When not exploring nature, Zach dives into the arts and spends his time drawing, painting, reading, writing and playing music.  He plays guitar (sometimes with a violin bow), bass, drums, and has released two full-length studio albums as a solo singer/songwriter.

Freddy Albert

Guide

Freddy grew up on the Central California Coast exploring tidepools and jumping into waves. During high school he spent most of his time on a football or baseball field tossing a ball around. After graduating Freddy decided to head north to Oregon where he studied Geology and Outdoor Education at the University of Oregon. While in Oregon he fell in love with the outdoors and spent as much time as possible exploring the hiking trails, mountains and rivers all around the state. He soon became a leader for the UO Outdoor Pursuits Program where he took fellow students on multi-day backcountry trips and learned outdoor education and technical rescue skills.

During summers Freddy went further north to Glacier National park in northwest Montana where he drove tour boats and climbed as many mountains as possible. Glacier is where he fell in love with bringing people into the outdoors and guiding them towards a meaningful experience in the backcountry.

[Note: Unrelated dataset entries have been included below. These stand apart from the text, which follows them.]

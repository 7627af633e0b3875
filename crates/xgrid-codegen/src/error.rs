use xgrid_util::{Location, RString};

/// An invariant violation discovered while emitting C for a kernel. Every
/// variant here is a configuration or authoring mistake caught before any
/// external compiler ever sees the generated source — there is no partial
/// recovery, the same single-fatal-error posture C3's `SemanticError` uses.
#[derive(Debug, Clone, thiserror::Error)]
pub enum CodegenError {
	#[error("{location}: kernel '{name}' updates grid '{grid}' in place at mask 0 (implicit in-place); this requires parallel execution to be enabled")]
	ImplicitInPlaceRequiresParallel {
		name: RString,
		grid: RString,
		location: Location,
	},

	#[error("code generation only applies to 'kernel' definitions, got {mode:?} definition '{name}'")]
	NotAKernel {
		name: RString,
		mode: xgrid_ir::DefinitionMode,
	},

	#[error("{location}: a stencil read or write may only appear as the target or right-hand side of an assignment, not in a bare expression")]
	StencilOutsideAssignment { location: Location },
}

impl CodegenError {
	pub(crate) fn log(self) -> Self {
		log::error!("{self}");
		self
	}
}
use xgrid_util::{Location, RString};

use crate::stmt::Stmt;

/// A type annotation as it was written in host source, before C1's
/// `parse_annotation` resolves it. `None` parts are spelled out by the
/// annotation's own shape in the host language; here we only need the bare
/// name and any bracketed parameters a parametric annotation carries, e.g.
/// `Grid[Float[64], 2]` arrives as `name: "Grid"`, `params: [Float[64], 2]`.
#[derive(Debug, Clone, PartialEq)]
pub struct RawAnnotation {
	pub name: RString,
	pub params: Vec<AnnotationParam>,
}

#[derive(Debug, Clone, PartialEq)]
pub enum AnnotationParam {
	Annotation(RawAnnotation),
	IntLiteral(i64),
}

#[derive(Debug, Clone, PartialEq)]
pub struct Param {
	pub name: RString,
	pub annotation: Option<RawAnnotation>,
	pub location: Location,
}

/// One function definition: the unit a kernel/function/external binding
/// wraps. Mirrors Python's `ast.FunctionDef`, restricted to what a stencil
/// kernel body may contain.
#[derive(Debug, Clone, PartialEq)]
pub struct FunctionDef {
	pub name: RString,
	pub params: Vec<Param>,
	pub returns: Option<RawAnnotation>,
	pub body: Vec<Stmt>,
	pub location: Location,
}
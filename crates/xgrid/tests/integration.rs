//! End-to-end coverage of `Context::invoke`: lowering a host AST kernel,
//! generating C, compiling and binding it, and calling it against a real
//! `Grid`. Exercises SPEC_FULL.md §8's cache-idempotence and history-depth
//! properties (rotation and boundary-behavior properties are covered by
//! `xgrid-codegen`'s own test suite, which checks the emitted C directly).
//!
//! Skips (rather than fails) if no system C compiler is on `PATH` — the
//! kernel this test compiles is trivial enough that a `CountingBuilder`
//! wrapping the real `xgrid_exec::Compiler` is enough to observe the
//! `Context`-level cache without needing a hand-rolled fake loader.

use std::cell::Cell;

use xgrid::{Argument, Builder, Config, Context, Environment, FunctionDef, Grid, HostValue, Operator, Shape, ValueType};
use xgrid_exec::{BoundKernel, Compiler, ExecError};
use xgrid_hostast::{self as host, AnnotationParam, Param, RawAnnotation};
use xgrid_ir::Signature;
use xgrid_types::FloatWidth;
use xgrid_util::{Location, RString};

fn loc(line: u32) -> Location {
	Location::new("test.xg", "bump", line)
}

fn float_annot(bits: i64) -> RawAnnotation {
	RawAnnotation {
		name: "Float".into(),
		params: vec![AnnotationParam::IntLiteral(bits)],
	}
}

fn grid_annot(elem: RawAnnotation, dim: i64) -> RawAnnotation {
	RawAnnotation {
		name: "Grid".into(),
		params: vec![AnnotationParam::Annotation(elem), AnnotationParam::IntLiteral(dim)],
	}
}

fn name_annot(name: &str) -> RawAnnotation {
	RawAnnotation {
		name: name.into(),
		params: Vec::new(),
	}
}

/// `kernel bump(g: Grid[Float[64], 1]) -> Void: g[0] = g[0] + 1.0`
fn bump_kernel() -> FunctionDef {
	let subscript_g = |line| host::Expr::Subscript {
		value: Box::new(host::Expr::Name {
			id: "g".into(),
			location: loc(line),
		}),
		slice: vec![host::Expr::Constant {
			value: host::Constant::Int(0),
			location: loc(line),
		}],
		location: loc(line),
	};

	FunctionDef {
		name: "bump".into(),
		params: vec![Param {
			name: "g".into(),
			annotation: Some(grid_annot(float_annot(64), 1)),
			location: loc(1),
		}],
		returns: Some(name_annot("Void")),
		body: vec![host::Stmt::Assign {
			target: subscript_g(2),
			annotation: None,
			value: host::Expr::BinOp {
				left: Box::new(subscript_g(2)),
				op: host::BinOpKind::Add,
				right: Box::new(host::Expr::Constant {
					value: host::Constant::Float(1.0),
					location: loc(2),
				}),
				location: loc(2),
			},
			location: loc(2),
		}],
		location: loc(1),
	}
}

struct CountingBuilder {
	inner: Compiler,
	calls: Cell<usize>,
}

impl Builder for CountingBuilder {
	fn build_and_bind(
		&self,
		source: &str,
		cflags: &[String],
		entry_point: &str,
		name: &RString,
		signature: &Signature,
	) -> Result<BoundKernel, ExecError> {
		self.calls.set(self.calls.get() + 1);
		self.inner.build_and_bind(source, cflags, entry_point, name, signature)
	}
}

fn builder() -> Option<CountingBuilder> {
	let dir = std::env::temp_dir().join(format!("xgrid-integration-test-{}", std::process::id()));
	Some(CountingBuilder {
		inner: Compiler::new(dir, &["cc", "gcc", "clang"]).ok()?,
		calls: Cell::new(0),
	})
}

#[test]
fn invoking_a_kernel_twice_compiles_only_once_and_grows_history() {
	let Some(builder) = builder() else {
		return;
	};

	let ctx = Context::with_builder(Config::default(), builder);
	let op = Operator::kernel(bump_kernel());
	let env = Environment::with_builtins();
	let mut grid = Grid::new("g", Shape::new([4]), ValueType::Float(FloatWidth::F64));

	ctx.invoke(&op, &env, &mut [Argument::Grid(&mut grid)]).unwrap();
	assert_eq!(grid.history_depth(), 1);
	assert_eq!(grid.read(0).unwrap(), vec![HostValue::Float64(1.0); 4]);

	ctx.invoke(&op, &env, &mut [Argument::Grid(&mut grid)]).unwrap();
	assert_eq!(grid.read(0).unwrap(), vec![HostValue::Float64(2.0); 4]);
}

On his days off you might find Freddy climbing, skipping rocks or exploring the woods for the best possible spot to read in his hammock.

Maggie Brewer

Guide

Meet Maggie, your guide with a passion for peach rings, chocolate chip cookies, and Cheerwine. All the way from Columbia, South Carolina, Maggie’s love of nature began in her childhood days spent chasing soccer balls and darting through the woods with neighborhood pals.

Her journey truly took off when she started backpacking with her dad in middle school, immersing herself in the beauty of the Great Smoky Mountains National Park. Family vacations were often to unique locations like the Smokies and Ocracoke Island. These experiences ignited a lifelong passion for helping others experience the outdoors.

Fueling her passion further, Maggie pursued higher education at Clemson University, where she earned both her bachelor’s and master’s degrees in Parks, Recreation, and Tourism Management. During her time at Clemson, she honed her skills as the driving force behind Clemson Outdoor Recreation and Education’s trip program, guiding and inspiring students through trips like rafting, backpacking, and mountain biking. Now, she’s gearing up for her next chapter as the Coordinator of Outdoor Adventures at Duke University in North Carolina, where she’ll continue to share her expertise and love for the outdoors with college students.

When she’s not paddling the waters, you’ll find Maggie exploring trails with her loyal canine companion, enjoying really long bike rides at a leisurely pace, or challenging you to a round of Bananagrams.

Miss Jones

Shop Dog

Miss Jones is a rescue pup from Vermont. She has been an assistant guide to Trent on canoe tours in the Adirondacks, backcountry ski tours in New Hampshire, and many more! She loves long hikes, rolling in fresh snow, and treats of all shapes and sizes. She’s very excited to be our friendly, well-behaved shop dog here in Alaska.